Selected article for: "case series and clinical improvement"

Author: Darwish, Atef; Bahlol, Mostafa; Ahmad, AbdelGhafar; Fekry, Mohamed
Title: Uterus-sparing vaginolaparoscopic sacrocolpopexy for apical pelvic organ prolapse.
  • Cord-id: ms8e7kqy
  • Document date: 2018_1_1
  • ID: ms8e7kqy
    Snippet: INTRODUCTION AND HYPOTHESIS Our aim was to evaluate the safety, feasibility, and effectiveness of a vaginolaparoscopic sacrocolpopexy (VLS) technique for treating apical pelvic organ prolapse (POP). MATERIALS AND METHODS This was a prospective interventional case series (design classification: Canadian Task Force II3) performed in the endoscopic unit of a tertiary care referral facility and university hospital. We assessed 15 symptomatic parous women with stage ≥2 apical POP according to the P
    Document: INTRODUCTION AND HYPOTHESIS Our aim was to evaluate the safety, feasibility, and effectiveness of a vaginolaparoscopic sacrocolpopexy (VLS) technique for treating apical pelvic organ prolapse (POP). MATERIALS AND METHODS This was a prospective interventional case series (design classification: Canadian Task Force II3) performed in the endoscopic unit of a tertiary care referral facility and university hospital. We assessed 15 symptomatic parous women with stage ≥2 apical POP according to the POP Quantification (POP-Q) classification. Interventions comprised posterior colpotomy with mesh fixation to the uterosacral ligaments and the back of the uterus that was further fixed to the anterior longitudinal ligament of the sacrum using a tacker via laparoscopy.

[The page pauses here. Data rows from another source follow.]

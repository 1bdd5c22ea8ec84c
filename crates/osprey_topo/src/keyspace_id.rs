use std::fmt;

use serde::{Deserialize, Serialize};

/// An opaque, ordered byte string locating a row within a keyspace's shard
/// partition. The empty id (`KeyspaceId::MIN`) is the unroutable sentinel:
/// a no-op on read/update/delete, an error on insert.
#[derive(
    Debug, Clone, Default, PartialEq, Eq, PartialOrd, Ord, Hash, Serialize, Deserialize,
)]
#[serde(transparent)]
pub struct KeyspaceId(Vec<u8>);

impl KeyspaceId {
    pub const MIN: KeyspaceId = KeyspaceId(Vec::new());

    pub fn new(bytes: Vec<u8>) -> Self {
        KeyspaceId(bytes)
    }

    /// Big-endian 8-byte id, trailing zero bytes kept. This is the image
    /// format of the numeric vindexes.
    pub fn from_u64(v: u64) -> Self {
        KeyspaceId(v.to_be_bytes().to_vec())
    }

    /// Range-boundary constructor: big-endian with trailing zero bytes
    /// trimmed, so `0x4000...` prints as `40` and prefix ordering holds.
    pub fn from_u64_trimmed(v: u64) -> Self {
        let mut bytes = v.to_be_bytes().to_vec();
        while bytes.last() == Some(&0) {
            bytes.pop();
        }
        KeyspaceId(bytes)
    }

    pub fn as_bytes(&self) -> &[u8] {
        &self.0
    }

    pub fn is_min(&self) -> bool {
        self.0.is_empty()
    }

    pub fn to_u64(&self) -> Option<u64> {
        let bytes: [u8; 8] = self.0.as_slice().try_into().ok()?;
        Some(u64::from_be_bytes(bytes))
    }

    /// Canonical text form: lowercase hex. This is what the routing comment
    /// and every log line carry, so it must stay stable.
    pub fn to_hex(&self) -> String {
        let mut s = String::with_capacity(self.0.len() * 2);
        for b in &self.0 {
            s.push_str(&format!("{b:02x}"));
        }
        s
    }

    pub fn from_hex(s: &str) -> Option<Self> {
        if s.len() % 2 != 0 {
            return None;
        }
        let mut bytes = Vec::with_capacity(s.len() / 2);
        for i in (0..s.len()).step_by(2) {
            bytes.push(u8::from_str_radix(s.get(i..i + 2)?, 16).ok()?);
        }
        Some(KeyspaceId(bytes))
    }
}

impl fmt::Display for KeyspaceId {
    fn fmt(&self, f: &mut fmt::Formatter<'_>) -> fmt::Result {
        write!(f, "{}", self.to_hex())
    }
}

impl From<&[u8]> for KeyspaceId {
    fn from(bytes: &[u8]) -> Self {
        KeyspaceId(bytes.to_vec())
    }
}

#[cfg(test)]
mod tests {
    use super::*;

    #[test]
    fn test_min_is_empty_and_sorts_first() {
        assert!(KeyspaceId::MIN.is_min());
        assert!(KeyspaceId::MIN < KeyspaceId::from_u64(0));
    }

    #[test]
    fn test_hex_round_trip() {
        let id = KeyspaceId::from_u64(0x166b_40b4_4aba_4bd6);
        assert_eq!(id.to_hex(), "166b40b44aba4bd6");
        assert_eq!(KeyspaceId::from_hex("166b40b44aba4bd6"), Some(id));
    }

    #[test]
    fn test_from_hex_rejects_bad_input() {
        assert_eq!(KeyspaceId::from_hex("4"), None);
        assert_eq!(KeyspaceId::from_hex("zz"), None);
    }

    #[test]
    fn test_trimmed_boundary_prefix_order() {
        let boundary = KeyspaceId::from_u64_trimmed(0x4000_0000_0000_0000);
        assert_eq!(boundary.to_hex(), "40");
        // Full-width ids on either side of the boundary order correctly.
        assert!(KeyspaceId::from_u64(0x3fff_ffff_ffff_ffff) < boundary);
        assert!(KeyspaceId::from_u64(0x4000_0000_0000_0000) >= boundary);
        assert!(KeyspaceId::from_u64(0x4000_0000_0000_0001) > boundary);
    }

    #[test]
    fn test_to_u64_requires_eight_bytes() {
        assert_eq!(KeyspaceId::from_u64(7).to_u64(), Some(7));
        assert_eq!(KeyspaceId::from_u64_trimmed(0x40 << 56).to_u64(), None);
    }
}
//! Game actions that players can take.
//!
//! This module defines all possible actions in a round and the events
//! that result from those actions.

use crate::coord::{GridCoord, GridDirection};
use crate::game::PhaseKind;
use crate::player::PlayerId;
use crate::region::PatternId;
use crate::terrain::TerrainType;
use crate::tile::{Rotation, RotationDirection, TileKind};
use serde::{Deserialize, Serialize};

/// All possible actions the active player can take
#[derive(Debug, Clone, PartialEq, Eq, Serialize, Deserialize)]
pub enum GameAction {
    // ==================== Placing ====================
    /// Turn the tile in hand one quarter
    RotateTile(RotationDirection),
    /// Place the tile in hand at `coord`, turned to `rotation`
    PlaceTile {
        coord: GridCoord,
        rotation: Rotation,
    },

    // ==================== Manning ====================
    /// Put a meeple on a feature of the tile just placed
    PlaceMeeple { direction: GridDirection },

    // ==================== Any Phase ====================
    /// Discard the tile in hand, decline to place a meeple, or leave the
    /// finished round, depending on the phase
    Skip,
    /// End the round early
    Abort,
}

/// Final result for one player
#[derive(Debug, Clone, PartialEq, Eq, Serialize, Deserialize)]
pub struct Standing {
    pub player: PlayerId,
    pub name: String,
    pub score: u32,
}

/// Events that occur as a result of actions
#[derive(Debug, Clone, PartialEq, Eq, Serialize, Deserialize)]
pub enum GameEvent {
    /// The state machine moved between phases
    StateChanged { from: PhaseKind, to: PhaseKind },

    /// A new round started
    RoundStarted {
        players: Vec<PlayerId>,
        foundation: TileKind,
        tiles_in_supply: usize,
    },

    /// The active player drew a tile
    TileDrawn { player: PlayerId, kind: TileKind },

    /// A tile was thrown away without being placed
    TileDiscarded { player: PlayerId, kind: TileKind },

    /// The tile in hand was rotated
    TileRotated { player: PlayerId, rotation: Rotation },

    /// A tile was placed on the grid
    TilePlaced {
        player: PlayerId,
        kind: TileKind,
        coord: GridCoord,
        rotation: Rotation,
    },

    /// A meeple was put on a feature
    MeeplePlaced {
        player: PlayerId,
        coord: GridCoord,
        direction: GridDirection,
        terrain: TerrainType,
    },

    /// A placement completed a pattern
    PatternCompleted {
        pattern: PatternId,
        terrain: TerrainType,
        tiles: usize,
    },

    /// A pattern or field was scored
    PatternScored {
        /// `None` for fields
        pattern: Option<PatternId>,
        terrain: TerrainType,
        points: u32,
        owners: Vec<PlayerId>,
        complete: bool,
    },

    /// A player's score changed
    ScoreUpdated {
        player: PlayerId,
        points: u32,
        total: u32,
    },

    /// Meeples went back to a player's supply
    MeeplesReturned { player: PlayerId, count: u32 },

    /// Turn ended
    TurnEnded {
        player: PlayerId,
        next_player: PlayerId,
    },

    /// The round finished, with final standings best first
    RoundOver {
        standings: Vec<Standing>,
        aborted: bool,
    },
}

RESULTS The main outcome was a significant postoperative improvement in prolapse and resultant improvement in quality of life (QoL) after VLS. Six patients required concomitant reconstructive procedures. Mean operative time for the vaginal phase was 8.54 ± 3.10 (7-12) min and 32.36 ± 8.2 (27-41) min. for the laparoscopic phase Mean duration of VLS ranged from 30 to 50 min. At the 6-months follow-up, the procedure was successful in 14 of 15 patients (93.34%); one woman (6.66%) presented with recurrence at a lower stage. Neither mesh complications nor sacral ostitis were encountered. There was significant improvement in vaginal symptoms, sexual well-being, QoL, and clinical staging after the procedure. CONCLUSION By eliminating all forms of intraperitoneal suturing, performing a posterior colpotomy, and the advent of tackers without evidence of sacral ostitis, VLS seems to be a simple, feasible, effective, and fast approach for treating POP.